ACTIVITY:
Reproduce the records that follow exactly as they appear.
------------------------------------------------
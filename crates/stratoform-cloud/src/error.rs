//! Cloud provider error types

use crate::provider::Instruction;
use thiserror::Error;

/// Cloud provider errors
#[derive(Error, Debug)]
pub enum CloudError {
    #[error("Provider not found: {0}")]
    ProviderNotFound(String),

    #[error("Provider is declared but not implemented: {0}")]
    ProviderNotImplemented(String),

    #[error("Unknown instruction: {0}")]
    UnknownInstruction(String),

    #[error("{instruction} is not supported on {provider}")]
    Unsupported {
        provider: String,
        instruction: Instruction,
    },

    #[error("{instruction} requires {requires}; run it earlier in the instruction list")]
    MissingDependency {
        instruction: Instruction,
        requires: String,
    },

    #[error("Resource already exists: {0}")]
    ResourceAlreadyExists(String),

    #[error("Invalid configuration: {0}")]
    InvalidConfig(String),

    #[error("Missing setting: {0}")]
    MissingSetting(String),

    #[error("{} of the requested resources failed:\n{}", .0.len(), .0)]
    Partial(Failures),

    #[error("Command execution failed: {0}")]
    CommandFailed(String),

    #[error("State file error: {0}")]
    StateError(String),

    #[error("Lock acquisition failed: {0}")]
    LockError(String),

    #[error("IO error: {0}")]
    Io(#[from] std::io::Error),

    #[error("JSON error: {0}")]
    Json(#[from] serde_json::Error),

    #[error("YAML error: {0}")]
    Yaml(#[from] serde_yaml::Error),
}

pub type Result<T> = std::result::Result<T, CloudError>;

/// One failed item inside a multi-resource operation
#[derive(Debug)]
pub struct ItemFailure {
    /// Item name (role, route/integration, ...)
    pub item: String,
    pub error: CloudError,
}

/// Failures collected while an operation continued past individual items
#[derive(Debug, Default)]
pub struct Failures(Vec<ItemFailure>);

impl Failures {
    pub fn new() -> Self {
        Self::default()
    }

    pub fn push(&mut self, item: impl Into<String>, error: CloudError) {
        self.0.push(ItemFailure {
            item: item.into(),
            error,
        });
    }

    /// Record the error of `result`, if any, and pass the success value through
    pub fn capture<T>(&mut self, item: impl Into<String>, result: Result<T>) -> Option<T> {
        match result {
            Ok(value) => Some(value),
            Err(error) => {
                let item = item.into();
                tracing::error!(item = %item, error = %error, "Resource registration failed");
                self.push(item, error);
                None
            }
        }
    }

    pub fn len(&self) -> usize {
        self.0.len()
    }

    pub fn is_empty(&self) -> bool {
        self.0.is_empty()
    }

    pub fn iter(&self) -> impl Iterator<Item = &ItemFailure> {
        self.0.iter()
    }

    /// `Ok(())` when nothing failed, `CloudError::Partial` otherwise
    pub fn into_result(self) -> Result<()> {
        if self.0.is_empty() {
            Ok(())
        } else {
            Err(CloudError::Partial(self))
        }
    }
}

impl std::fmt::Display for Failures {
    fn fmt(&self, f: &mut std::fmt::Formatter<'_>) -> std::fmt::Result {
        for (i, failure) in self.0.iter().enumerate() {
            if i > 0 {
                writeln!(f)?;
            }
            write!(f, "  - {}: {}", failure.item, failure.error)?;
        }
        Ok(())
    }
}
------------------------------------------------
TASK RESULT:
filename crates/stratoform-cloud/src/error.rs
//! Cloud provider error types

use crate::provider::Instruction;
use thiserror::Error;

/// Cloud provider errors
#[derive(Error, Debug)]
pub enum CloudError {
    #[error("Provider not found: {0}")]
    ProviderNotFound(String),

    #[error("Provider is declared but not implemented: {0}")]
    ProviderNotImplemented(String),

    #[error("Unknown instruction: {0}")]
    UnknownInstruction(String),

    #[error("{instruction} is not supported on {provider}")]
    Unsupported {
        provider: String,
        instruction: Instruction,
    },

    #[error("{instruction} requires {requires}; run it earlier in the instruction list")]
    MissingDependency {
        instruction: Instruction,
        requires: String,
    },

    #[error("Resource already exists: {0}")]
    ResourceAlreadyExists(String),

    #[error("Invalid configuration: {0}")]
    InvalidConfig(String),

    #[error("Missing setting: {0}")]
    MissingSetting(String),

    #[error("{} of the requested resources failed:\n{}", .0.len(), .0)]
    Partial(Failures),

    #[error("Command execution failed: {0}")]
    CommandFailed(String),

    #[error("State file error: {0}")]
    StateError(String),

    #[error("Lock acquisition failed: {0}")]
    LockError(String),

    #[error("IO error: {0}")]
    Io(#[from] std::io::Error),

    #[error("JSON error: {0}")]
    Json(#[from] serde_json::Error),

    #[error("YAML error: {0}")]
    Yaml(#[from] serde_yaml::Error),
}

pub type Result<T> = std::result::Result<T, CloudError>;

/// One failed item inside a multi-resource operation
#[derive(Debug)]
pub struct ItemFailure {
    /// Item name (role, route/integration, ...)
    pub item: String,
    pub error: CloudError,
}

/// Failures collected while an operation continued past individual items
#[derive(Debug, Default)]
pub struct Failures(Vec<ItemFailure>);

impl Failures {
    pub fn new() -> Self {
        Self::default()
    }

    pub fn push(&mut self, item: impl Into<String>, error: CloudError) {
        self.0.push(ItemFailure {
            item: item.into(),
            error,
        });
    }

    /// Record the error of `result`, if any, and pass the success value through
    pub fn capture<T>(&mut self, item: impl Into<String>, result: Result<T>) -> Option<T> {
        match result {
            Ok(value) => Some(value),
            Err(error) => {
                let item = item.into();
                tracing::error!(item = %item, error = %error, "Resource registration failed");
                self.push(item, error);
                None
            }
        }
    }

    pub fn len(&self) -> usize {
        self.0.len()
    }

    pub fn is_empty(&self) -> bool {
        self.0.is_empty()
    }

    pub fn iter(&self) -> impl Iterator<Item = &ItemFailure> {
        self.0.iter()
    }

    /// `Ok(())` when nothing failed, `CloudError::Partial` otherwise
    pub fn into_result(self) -> Result<()> {
        if self.0.is_empty() {
            Ok(())
        } else {
            Err(CloudError::Partial(self))
        }
    }
}

impl std::fmt::Display for Failures {
    fn fmt(&self, f: &mut std::fmt::Formatter<'_>) -> std::fmt::Result {
        for (i, failure) in self.0.iter().enumerate() {
            if i > 0 {
                writeln!(f)?;
            }
            write!(f, "  - {}: {}", failure.item, failure.error)?;
        }
        Ok(())
    }
}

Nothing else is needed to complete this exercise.